Dataset excerpts
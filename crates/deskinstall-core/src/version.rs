use std::cmp::Ordering;

/// Compares dot-separated version strings component by component.
///
/// The shorter version is padded with zero components. Components that do not
/// parse as integers count as `0`, so `"1.x"` compares equal to `"1.0"`.
/// Negative components keep their sign.
pub fn compare_versions(left: &str, right: &str) -> Ordering {
    let left_parts = left.split('.').collect::<Vec<_>>();
    let right_parts = right.split('.').collect::<Vec<_>>();
    let max_parts = left_parts.len().max(right_parts.len());

    for index in 0..max_parts {
        let left_value = left_parts.get(index).map_or(0, |part| component_value(part));
        let right_value = right_parts.get(index).map_or(0, |part| component_value(part));
        match left_value.cmp(&right_value) {
            Ordering::Equal => continue,
            decided => return decided,
        }
    }

    Ordering::Equal
}

fn component_value(part: &str) -> i64 {
    part.trim().parse().unwrap_or(0)
}
use anyhow::{Context, Result};
use chrono::{DateTime, Utc};
use serde::{Deserialize, Serialize};

/// Record of the last successful installation.
///
/// Reading is lenient per field: a `path` or `version` that is not a string
/// reads as empty, and an unparseable `modified` reads as `None`. Only a
/// document that is not a JSON object is rejected.
#[derive(Debug, Clone, Serialize, Deserialize, PartialEq, Eq)]
pub struct InstallerState {
    #[serde(default, deserialize_with = "lenient::string")]
    pub path: String,
    #[serde(default, deserialize_with = "lenient::string")]
    pub version: String,
    #[serde(
        default,
        serialize_with = "lenient::serialize_timestamp",
        deserialize_with = "lenient::timestamp"
    )]
    pub modified: Option<DateTime<Utc>>,
}

impl InstallerState {
    pub fn new(
        path: impl Into<String>,
        version: impl Into<String>,
        modified: DateTime<Utc>,
    ) -> Self {
        Self {
            path: path.into(),
            version: version.into(),
            modified: Some(modified),
        }
    }

    pub fn from_json_str(input: &str) -> Result<Self> {
        serde_json::from_str(input).context("failed to parse installer state")
    }

    pub fn to_json_pretty(&self) -> Result<String> {
        serde_json::to_string_pretty(self).context("failed to serialize installer state")
    }
}

mod lenient {
    use chrono::{DateTime, SecondsFormat, Utc};
    use serde::{Deserialize, Deserializer, Serializer};
    use serde_json::Value;

    pub fn string<'de, D>(deserializer: D) -> Result<String, D::Error>
    where
        D: Deserializer<'de>,
    {
        let value = Value::deserialize(deserializer)?;
        Ok(match value {
            Value::String(value) => value,
            _ => String::new(),
        })
    }

    pub fn timestamp<'de, D>(deserializer: D) -> Result<Option<DateTime<Utc>>, D::Error>
    where
        D: Deserializer<'de>,
    {
        let value = Value::deserialize(deserializer)?;
        Ok(value
            .as_str()
            .and_then(|raw| DateTime::parse_from_rfc3339(raw).ok())
            .map(|parsed| parsed.with_timezone(&Utc)))
    }

    pub fn serialize_timestamp<S>(
        value: &Option<DateTime<Utc>>,
        serializer: S,
    ) -> Result<S::Ok, S::Error>
    where
        S: Serializer,
    {
        match value {
            Some(value) => {
                serializer.serialize_str(&value.to_rfc3339_opts(SecondsFormat::Secs, true))
            }
            None => serializer.serialize_none(),
        }
    }
}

▶ [Task item]:
The data must be duplicated exactly, with nothing left out.

▶ [Result below]:
filename crates/deskinstall-core/src/version.rs
use std::cmp::Ordering;

/// Compares dot-separated version strings component by component.
///
/// The shorter version is padded with zero components. Components that do not
/// parse as integers count as `0`, so `"1.x"` compares equal to `"1.0"`.
/// Negative components keep their sign.
pub fn compare_versions(left: &str, right: &str) -> Ordering {
    let left_parts = left.split('.').collect::<Vec<_>>();
    let right_parts = right.split('.').collect::<Vec<_>>();
    let max_parts = left_parts.len().max(right_parts.len());

    for index in 0..max_parts {
        let left_value = left_parts.get(index).map_or(0, |part| component_value(part));
        let right_value = right_parts.get(index).map_or(0, |part| component_value(part));
        match left_value.cmp(&right_value) {
            Ordering::Equal => continue,
            decided => return decided,
        }
    }

    Ordering::Equal
}

fn component_value(part: &str) -> i64 {
    part.trim().parse().unwrap_or(0)
}
use anyhow::{Context, Result};
use chrono::{DateTime, Utc};
use serde::{Deserialize, Serialize};

/// Record of the last successful installation.
///
/// Reading is lenient per field: a `path` or `version` that is not a string
/// reads as empty, and an unparseable `modified` reads as `None`. Only a
/// document that is not a JSON object is rejected.
#[derive(Debug, Clone, Serialize, Deserialize, PartialEq, Eq)]
pub struct InstallerState {
    #[serde(default, deserialize_with = "lenient::string")]
    pub path: String,
    #[serde(default, deserialize_with = "lenient::string")]
    pub version: String,
    #[serde(
        default,
        serialize_with = "lenient::serialize_timestamp",
        deserialize_with = "lenient::timestamp"
    )]
    pub modified: Option<DateTime<Utc>>,
}

impl InstallerState {
    pub fn new(
        path: impl Into<String>,
        version: impl Into<String>,
        modified: DateTime<Utc>,
    ) -> Self {
        Self {
            path: path.into(),
            version: version.into(),
            modified: Some(modified),
        }
    }

    pub fn from_json_str(input: &str) -> Result<Self> {
        serde_json::from_str(input).context("failed to parse installer state")
    }

    pub fn to_json_pretty(&self) -> Result<String> {
        serde_json::to_string_pretty(self).context("failed to serialize installer state")
    }
}

mod lenient {
    use chrono::{DateTime, SecondsFormat, Utc};
    use serde::{Deserialize, Deserializer, Serializer};
    use serde_json::Value;

    pub fn string<'de, D>(deserializer: D) -> Result<String, D::Error>
    where
        D: Deserializer<'de>,
    {
        let value = Value::deserialize(deserializer)?;
        Ok(match value {
            Value::String(value) => value,
            _ => String::new(),
        })
    }

    pub fn timestamp<'de, D>(deserializer: D) -> Result<Option<DateTime<Utc>>, D::Error>
    where
        D: Deserializer<'de>,
    {
        let value = Value::deserialize(deserializer)?;
        Ok(value
            .as_str()
            .and_then(|raw| DateTime::parse_from_rfc3339(raw).ok())
            .map(|parsed| parsed.with_timezone(&Utc)))
    }

    pub fn serialize_timestamp<S>(
        value: &Option<DateTime<Utc>>,
        serializer: S,
    ) -> Result<S::Ok, S::Error>
    where
        S: Serializer,
    {
        match value {
            Some(value) => {
                serializer.serialize_str(&value.to_rfc3339_opts(SecondsFormat::Secs, true))
            }
            None => serializer.serialize_none(),
        }
    }
}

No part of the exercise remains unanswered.